SAKİN VE SIĞ SULARDA GEZİNİRDİ
Kuzey Kutbu yakınlarındaki Ellesmere Adası kıyılarında gün ışığına çıkarılan fosilin 1.2 ila 2.7 metre büyüklüğünde olduğu hesaplandı. Karaya bundan 375 milyon yıl önce ilk ayak basan canlının balıkla timsah arasında bir canlı olduğu düşünülüyor. Hayvan, subtropikal iklimde sığ ve sakin sularda yüzüyor ve etle besleniyordu.

‘İSTESE ŞNAV BİLE ÇEKEBİLİR’
Hayvanın ön ayakları omzuna bağlanıyor. Kollar, dirsekler ve göğüs bağlantısı bugünkü göğüs yapısına benzerlik gösteriyor. Bilim insanları hayvanın göğüs yapısının şaşırtıcı derecede ‘modern’ yapıya benzeyişini “Kollarıyla karada rahatlıkla yol alabilir, istese şnav bile çekebilirdi” sözleriyle tasvir ediyor. Hayvanın suda fok gibi yüzdüğünü düşünen uzmanlar, karada sürünebildiğini tahmin ediyor.

BALIKLA KARASAL HAYVAN ARASINDA
Hayvanın balıklardan farklı olarak kafasını vücudundan bağımsız olarak oynatabildiği tahmin ediliyor. Hayvanın akciğerleri ve kaburga yapısı da karasal bir canlıyı andırıyor; hayvanın havadan oksijen soluduğu düşünülüyor. Hayvan güçlü kollarıyla kendini taşıyabiliyordu.

Ancak hayvanın çenesi ve ağzının balık özellikleri taşıdığı belirlendi. Bilim insanları evrim aşamalı gerçekleşirken, kimi organların değişimde yavaş kaldığını ve bunların daha sonra ortadan kaybolduğunu belirtiyor.

Bilim insanları şimdi, bu hayvanı karaya çıkmaya iten dürtüler ve karaya çıktıktan sonra ayakta kalmak için nasıl evrildiğini merak ediyor.

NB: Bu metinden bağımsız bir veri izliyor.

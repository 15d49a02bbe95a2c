//! StakeSight - Desktop dashboard for a token staking pool.
//!
//! Connects a wallet and polls the staking pool and token contracts into
//! animated balances with stake/withdraw/claim actions. `--headless` runs
//! the polling loop without a window.

use std::sync::Arc;

use iced::application;

use stakesight::{SimulatedWallet, StakeSight};
use stakesight_common::DashboardConfig;
use stakesight_framework::{DashboardArgs, HeadlessRunner};

fn main() -> anyhow::Result<()> {
    let args = DashboardArgs::parse();
    let config = args.load_config()?;

    stakesight_common::init_tracing(&config.logging)?;

    tracing::info!(
        network = %config.network,
        token = %config.contracts.token,
        pool = %config.contracts.staking_pool,
        headless = args.headless,
        "Starting StakeSight"
    );

    if args.headless {
        return run_headless(config);
    }

    // Run the Iced application
    application(
        move || StakeSight::boot(config.clone()),
        StakeSight::update,
        StakeSight::view,
    )
    .title(StakeSight::title)
    .subscription(StakeSight::subscription)
    .theme(StakeSight::theme)
    .run()
    .map_err(|e| anyhow::anyhow!("Application error: {}", e))?;

    Ok(())
}

/// Poll both panels against the simulated chain until Ctrl+C.
fn run_headless(config: DashboardConfig) -> anyhow::Result<()> {
    let runtime = tokio::runtime::Runtime::new()?;

    runtime.block_on(async move {
        let wallet = Arc::new(SimulatedWallet::new(&config));
        let mut runner = HeadlessRunner::connect(wallet, &config)
            .await
            .map_err(|e| anyhow::anyhow!("Wallet connection failed: {}", e))?;

        runner.start();
        runner.run().await;
        Ok(())
    })
}
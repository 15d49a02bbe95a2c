//! StakeSight Iced application.

use std::sync::Arc;
use std::time::Instant;

use iced::{Element, Subscription, Task, Theme};

use stakesight_common::DashboardConfig;
use stakesight_framework::{ActionError, ActionKind, Session, WalletProvider, run_read_cycle};

use crate::demo::{PriceSimulator, SimulatedWallet};
use crate::message::{Message, PanelId};
use crate::subscription::{
    action_stream, frame_subscription, poll_subscription, price_subscription,
};
use crate::view::chart::{DataPoint, current_timestamp};
use crate::view::dashboard::{Connection, DashboardState, dashboard_view};

/// The main StakeSight application.
pub struct StakeSight {
    /// Loaded configuration.
    config: DashboardConfig,
    /// Wallet used for new sessions.
    wallet: Arc<dyn WalletProvider>,
    /// Dashboard state.
    dashboard: DashboardState,
    /// Price feed for the chart.
    price: PriceSimulator,
}

impl StakeSight {
    /// Create the application backed by the simulated chain.
    pub fn new(config: DashboardConfig) -> Self {
        let wallet = Arc::new(SimulatedWallet::new(&config));
        Self::with_wallet(config, wallet)
    }

    /// Create the application with a specific wallet provider.
    pub fn with_wallet(config: DashboardConfig, wallet: Arc<dyn WalletProvider>) -> Self {
        let dashboard = DashboardState::new(&config);
        let price = PriceSimulator::new(config.demo.start_price);
        Self {
            config,
            wallet,
            dashboard,
            price,
        }
    }

    /// Boot the StakeSight application (called by iced::application).
    pub fn boot(config: DashboardConfig) -> (Self, Task<Message>) {
        (Self::new(config), Task::none())
    }

    /// Get the window title.
    pub fn title(&self) -> String {
        match self.dashboard.session() {
            Some(session) => format!(
                "{} - {}",
                self.config.app_name,
                crate::view::formatting::short_address(&session.account())
            ),
            None => self.config.app_name.clone(),
        }
    }

    pub fn dashboard(&self) -> &DashboardState {
        &self.dashboard
    }

    pub fn config(&self) -> &DashboardConfig {
        &self.config
    }

    /// Handle incoming messages.
    pub fn update(&mut self, message: Message) -> Task<Message> {
        match message {
            Message::Connect => self.connect(),

            Message::Connected(Ok(session)) => {
                if !matches!(self.dashboard.connection, Connection::Connecting) {
                    tracing::debug!("Ignoring connection result after disconnect");
                    return Task::none();
                }
                tracing::info!(account = %session.account(), "Session ready");
                self.dashboard.connection = Connection::Connected(session);
                Task::batch(PanelId::ALL.map(|id| self.read_cycle(id)))
            }

            Message::Connected(Err(error)) => {
                tracing::warn!(error = %error, "Wallet connection failed");
                self.dashboard.connection = Connection::Failed(error.to_string());
                Task::none()
            }

            Message::Disconnect => {
                tracing::info!("Wallet disconnected");
                self.dashboard.connection = Connection::Disconnected;
                self.dashboard.reset_session();
                Task::none()
            }

            Message::PollTick(id) => self.read_cycle(id),

            Message::ReadCycleDone(id, epoch, readings) => {
                if epoch != self.dashboard.epoch() {
                    tracing::debug!(panel = %id, epoch, "Dropping read cycle of an old session");
                } else if self.dashboard.is_connected() {
                    let updated = self
                        .dashboard
                        .panel_mut(id)
                        .apply_readings(readings, Instant::now());
                    tracing::trace!(panel = %id, updated, "Read cycle applied");
                }
                Task::none()
            }

            Message::Frame(now) => {
                self.dashboard.staking.tick(now);
                self.dashboard.portfolio.tick(now);
                Task::none()
            }

            Message::StakeAmountChanged(value) => {
                self.dashboard.stake_input = value;
                Task::none()
            }

            Message::WithdrawAmountChanged(value) => {
                self.dashboard.withdraw_input = value;
                Task::none()
            }

            Message::Submit(kind) => self.submit(kind),

            Message::ActionPhase(action, phase) => {
                self.dashboard.staking.report_phase(action, &phase);
                Task::none()
            }

            Message::ActionFinished(action, kind, result) => {
                self.finish_action(action, kind, result)
            }

            Message::ExpireStatus(generation) => {
                self.dashboard.staking.expire_status(generation);
                Task::none()
            }

            Message::PriceTick => {
                let price = self.price.next_price();
                self.dashboard
                    .chart
                    .push(DataPoint::new(current_timestamp(), price));
                self.dashboard.record_portfolio_value(price);
                Task::none()
            }

            Message::SetChartTimeWindow(window) => {
                self.dashboard.chart.set_time_window(window);
                Task::none()
            }

            Message::SetTheme(theme) => {
                self.dashboard.theme = theme;
                Task::none()
            }
        }
    }

    /// Create subscriptions for the price feed, polling, and animation frames.
    pub fn subscription(&self) -> Subscription<Message> {
        let mut subscriptions = vec![price_subscription()];

        if self.dashboard.is_connected() {
            for id in PanelId::ALL {
                let interval = self.dashboard.panel(id).interval();
                subscriptions.push(poll_subscription(id, interval));
            }
        }

        if self.dashboard.staking.is_animating() || self.dashboard.portfolio.is_animating() {
            subscriptions.push(frame_subscription());
        }

        Subscription::batch(subscriptions)
    }

    /// Render the view.
    pub fn view(&self) -> Element<'_, Message> {
        dashboard_view(&self.dashboard)
    }

    /// Get the application theme.
    pub fn theme(&self) -> Theme {
        self.dashboard.theme.theme()
    }

    fn connect(&mut self) -> Task<Message> {
        if matches!(
            self.dashboard.connection,
            Connection::Connecting | Connection::Connected(_)
        ) {
            return Task::none();
        }

        self.dashboard.connection = Connection::Connecting;
        let wallet = self.wallet.clone();
        let config = self.config.clone();
        Task::perform(
            async move { Session::connect(wallet, &config).await },
            Message::Connected,
        )
    }

    /// Issue one read cycle for a panel.
    fn read_cycle(&self, id: PanelId) -> Task<Message> {
        let Some(session) = self.dashboard.session() else {
            return Task::none();
        };

        let queries = session.queries(&self.dashboard.panel(id).sources());
        let decimals = session.decimals();
        let epoch = self.dashboard.epoch();
        Task::perform(run_read_cycle(queries, decimals), move |readings| {
            Message::ReadCycleDone(id, epoch, readings)
        })
    }

    fn submit(&mut self, kind: ActionKind) -> Task<Message> {
        let input = match kind {
            ActionKind::Stake => self.dashboard.stake_input.clone(),
            ActionKind::Withdraw => self.dashboard.withdraw_input.clone(),
            ActionKind::Claim => String::new(),
        };
        let session = self.dashboard.session().cloned();
        let min_claimable = self.dashboard.min_claimable;

        match self
            .dashboard
            .staking
            .prepare_action(session.as_ref(), kind, &input, min_claimable)
        {
            Ok((action, plan)) => {
                tracing::info!(action = %kind, id = action, steps = plan.len(), "Starting action");
                Task::stream(action_stream(action, plan))
            }
            Err(e) => {
                tracing::debug!(action = %kind, error = %e, "Action not started");
                Task::none()
            }
        }
    }

    fn finish_action(
        &mut self,
        action: u64,
        kind: ActionKind,
        result: Result<(), ActionError>,
    ) -> Task<Message> {
        let mut tasks = Vec::new();

        if let Some(generation) = self.dashboard.staking.finish_action(action, result) {
            match kind {
                ActionKind::Stake => self.dashboard.stake_input.clear(),
                ActionKind::Withdraw => self.dashboard.withdraw_input.clear(),
                ActionKind::Claim => {}
            }

            let delay = self.config.display.success_clear();
            tasks.push(Task::perform(tokio::time::sleep(delay), move |_| {
                Message::ExpireStatus(generation)
            }));
        }

        // Re-poll regardless of the outcome.
        tasks.extend(PanelId::ALL.map(|id| self.read_cycle(id)));
        Task::batch(tasks)
    }
}
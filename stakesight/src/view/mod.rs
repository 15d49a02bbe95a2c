//! View components for the StakeSight application.

pub mod chart;
pub mod components;
pub mod dashboard;
pub mod formatting;
pub mod icons;
pub mod theme;
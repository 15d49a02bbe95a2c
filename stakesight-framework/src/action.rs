//! User-initiated write actions and the sequential step runner.

use std::fmt;

use alloy_primitives::U256;
use stakesight_common::units::parse_units;

use crate::chain::{BoxFuture, PendingTx, Receipt};
use crate::error::{ActionError, ChainResult};

/// First status phase of every action.
pub const PREPARING: &str = "Preparing transaction...";

/// Write actions offered by the staking panel.
#[derive(Debug, Clone, Copy, PartialEq, Eq, Hash)]
pub enum ActionKind {
    /// Approve the pool, then stake.
    Stake,
    Withdraw,
    Claim,
}

impl ActionKind {
    /// Whether the action takes a user-supplied amount.
    pub fn requires_amount(&self) -> bool {
        !matches!(self, ActionKind::Claim)
    }

    /// Button label.
    pub fn label(&self) -> &'static str {
        match self {
            ActionKind::Stake => "Stake",
            ActionKind::Withdraw => "Withdraw",
            ActionKind::Claim => "Claim Rewards",
        }
    }

    /// Status message after every step confirmed.
    pub fn success_message(&self, amount: Option<&str>, symbol: &str) -> String {
        match (self, amount) {
            (ActionKind::Stake, Some(amount)) => format!("Successfully staked {amount} {symbol}"),
            (ActionKind::Withdraw, Some(amount)) => {
                format!("Successfully withdrew {amount} {symbol}")
            }
            (ActionKind::Stake, None) => "Stake confirmed".to_string(),
            (ActionKind::Withdraw, None) => "Withdrawal confirmed".to_string(),
            (ActionKind::Claim, _) => "Rewards claimed successfully".to_string(),
        }
    }
}

impl fmt::Display for ActionKind {
    fn fmt(&self, f: &mut fmt::Formatter<'_>) -> fmt::Result {
        write!(f, "{}", self.label())
    }
}

/// Parse a user-entered amount; it must be a positive decimal number.
pub fn validate_amount(input: &str, decimals: u8) -> Result<U256, ActionError> {
    let amount = parse_units(input, decimals)
        .map_err(|_| ActionError::InvalidAmount(input.to_string()))?;

    if amount.is_zero() {
        return Err(ActionError::InvalidAmount(input.to_string()));
    }

    Ok(amount)
}

/// Reject claims whose pending rewards are below `min_claimable`.
pub fn check_claimable(earned: f64, min_claimable: f64) -> Result<(), ActionError> {
    if earned.is_finite() && earned >= min_claimable && earned > 0.0 {
        Ok(())
    } else {
        Err(ActionError::BelowMinimum(format!(
            "Minimum claimable amount is {}",
            min_claimable
        )))
    }
}

type StepCall = Box<dyn FnOnce() -> BoxFuture<'static, ChainResult<PendingTx>> + Send>;

/// One external write call and the status phase shown while it runs.
pub struct ActionStep {
    description: String,
    call: StepCall,
}

impl ActionStep {
    pub fn new<F>(description: impl Into<String>, call: F) -> Self
    where
        F: FnOnce() -> BoxFuture<'static, ChainResult<PendingTx>> + Send + 'static,
    {
        Self {
            description: description.into(),
            call: Box::new(call),
        }
    }

    pub fn description(&self) -> &str {
        &self.description
    }
}

impl fmt::Debug for ActionStep {
    fn fmt(&self, f: &mut fmt::Formatter<'_>) -> fmt::Result {
        f.debug_struct("ActionStep")
            .field("description", &self.description)
            .finish()
    }
}

/// Ordered list of steps making up one write action.
#[derive(Debug)]
pub struct ActionPlan {
    kind: ActionKind,
    success_message: String,
    steps: Vec<ActionStep>,
}

impl ActionPlan {
    pub fn new(kind: ActionKind, success_message: impl Into<String>) -> Self {
        Self {
            kind,
            success_message: success_message.into(),
            steps: Vec::new(),
        }
    }

    /// Append a step.
    pub fn step(mut self, step: ActionStep) -> Self {
        self.steps.push(step);
        self
    }

    pub fn kind(&self) -> ActionKind {
        self.kind
    }

    pub fn success_message(&self) -> &str {
        &self.success_message
    }

    pub fn len(&self) -> usize {
        self.steps.len()
    }

    pub fn is_empty(&self) -> bool {
        self.steps.is_empty()
    }

    /// Step descriptions in execution order.
    pub fn descriptions(&self) -> Vec<&str> {
        self.steps.iter().map(ActionStep::description).collect()
    }

    /// Run the steps strictly in order.
    ///
    /// Each step is submitted and awaited to confirmation before the next
    /// one starts. `on_phase` receives each step's description as it
    /// begins. The first failure stops the plan; earlier confirmed steps are
    /// not rolled back.
    pub async fn run<F>(self, mut on_phase: F) -> Result<Vec<Receipt>, ActionError>
    where
        F: FnMut(&str) + Send,
    {
        let kind = self.kind;
        let mut receipts = Vec::with_capacity(self.steps.len());

        for (index, step) in self.steps.into_iter().enumerate() {
            let ActionStep { description, call } = step;
            on_phase(&description);
            tracing::info!(
                action = %kind,
                step = index + 1,
                phase = %description,
                "Submitting transaction"
            );

            let step_error = |source| ActionError::Step {
                step: description.trim_end_matches('.').to_string(),
                source,
            };

            let pending = call().await.map_err(step_error)?;
            let hash = pending.hash();
            tracing::debug!(action = %kind, tx = %hash, "Awaiting confirmation");

            let receipt = pending.confirmed().await.map_err(step_error)?;
            tracing::info!(
                action = %kind,
                tx = %receipt.tx_hash,
                block = receipt.block_number,
                "Transaction confirmed"
            );
            receipts.push(receipt);
        }

        Ok(receipts)
    }
}

#[cfg(test)]
mod tests {
    use super::*;
    use crate::error::ChainError;
    use alloy_primitives::TxHash;
    use parking_lot::Mutex;
    use std::sync::Arc;

    fn confirmed_tx(n: u8) -> BoxFuture<'static, ChainResult<PendingTx>> {
        Box::pin(async move {
            let hash = TxHash::with_last_byte(n);
            Ok(PendingTx::new(hash, async move {
                Ok(Receipt {
                    tx_hash: hash,
                    block_number: n as u64,
                })
            }))
        })
    }

    #[test]
    fn test_validate_amount() {
        assert!(validate_amount("100", 18).is_ok());
        assert!(validate_amount("0.5", 18).is_ok());

        for bad in ["", "0", "-5", "0.000", "abc", "1e5", "   "] {
            assert_eq!(
                validate_amount(bad, 18),
                Err(ActionError::InvalidAmount(bad.to_string())),
                "{bad:?} should be rejected"
            );
        }
    }

    #[test]
    fn test_check_claimable() {
        assert!(check_claimable(0.5, 0.000_001).is_ok());
        assert!(check_claimable(0.000_001, 0.000_001).is_ok());
        assert!(matches!(
            check_claimable(0.000_000_1, 0.000_001),
            Err(ActionError::BelowMinimum(_))
        ));
        assert!(check_claimable(0.0, 0.0).is_err());
        assert!(check_claimable(f64::NAN, 0.0).is_err());
    }

    #[test]
    fn test_success_messages() {
        assert_eq!(
            ActionKind::Stake.success_message(Some("100"), "sUSD"),
            "Successfully staked 100 sUSD"
        );
        assert_eq!(
            ActionKind::Claim.success_message(None, "sUSD"),
            "Rewards claimed successfully"
        );
        assert!(!ActionKind::Claim.requires_amount());
        assert!(ActionKind::Withdraw.requires_amount());
    }

    #[tokio::test]
    async fn test_run_reports_phases_in_order() {
        let plan = ActionPlan::new(ActionKind::Stake, "done")
            .step(ActionStep::new("Approving...", || confirmed_tx(1)))
            .step(ActionStep::new("Staking...", || confirmed_tx(2)));

        assert_eq!(plan.descriptions(), vec!["Approving...", "Staking..."]);

        let phases = Arc::new(Mutex::new(Vec::new()));
        let sink = phases.clone();
        let receipts = plan
            .run(move |phase| sink.lock().push(phase.to_string()))
            .await
            .unwrap();

        assert_eq!(receipts.len(), 2);
        assert_eq!(receipts[1].block_number, 2);
        assert_eq!(*phases.lock(), vec!["Approving...", "Staking..."]);
    }

    #[tokio::test]
    async fn test_run_stops_at_first_failure() {
        let second_called = Arc::new(Mutex::new(false));
        let flag = second_called.clone();

        let plan = ActionPlan::new(ActionKind::Stake, "done")
            .step(ActionStep::new("Approving...", || {
                Box::pin(async { Err(ChainError::reverted("approve reverted")) })
                    as BoxFuture<'static, ChainResult<PendingTx>>
            }))
            .step(ActionStep::new("Staking...", move || {
                *flag.lock() = true;
                confirmed_tx(2)
            }));

        let err = plan.run(|_| {}).await.unwrap_err();

        assert_eq!(
            err,
            ActionError::Step {
                step: "Approving".to_string(),
                source: ChainError::reverted("approve reverted"),
            }
        );
        assert_eq!(err.status_message(), "approve reverted");
        assert!(!*second_called.lock());
    }

    #[tokio::test]
    async fn test_confirmation_failure_aborts() {
        let plan = ActionPlan::new(ActionKind::Withdraw, "done").step(ActionStep::new(
            "Withdrawing...",
            || {
                Box::pin(async {
                    Ok(PendingTx::new(TxHash::ZERO, async {
                        Err(ChainError::reverted("Cannot withdraw more than staked"))
                    }))
                }) as BoxFuture<'static, ChainResult<PendingTx>>
            },
        ));

        let err = plan.run(|_| {}).await.unwrap_err();
        assert_eq!(err.status_message(), "Cannot withdraw more than staked");
    }
}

Hayvana, Kanada’nın kuzeyindeki Nunavut bölgesinin yerel dilinde tatlısu balığı anlamına gelen ‘Tiktaalik’ adı verildi.

Kaynak: Araştırmayı konu alan makale İngiliz bilim dergisi Nature’da yayımlanmıştır.
Not: NewScientist, BBC ve Associated Press’ten derlenmiştir.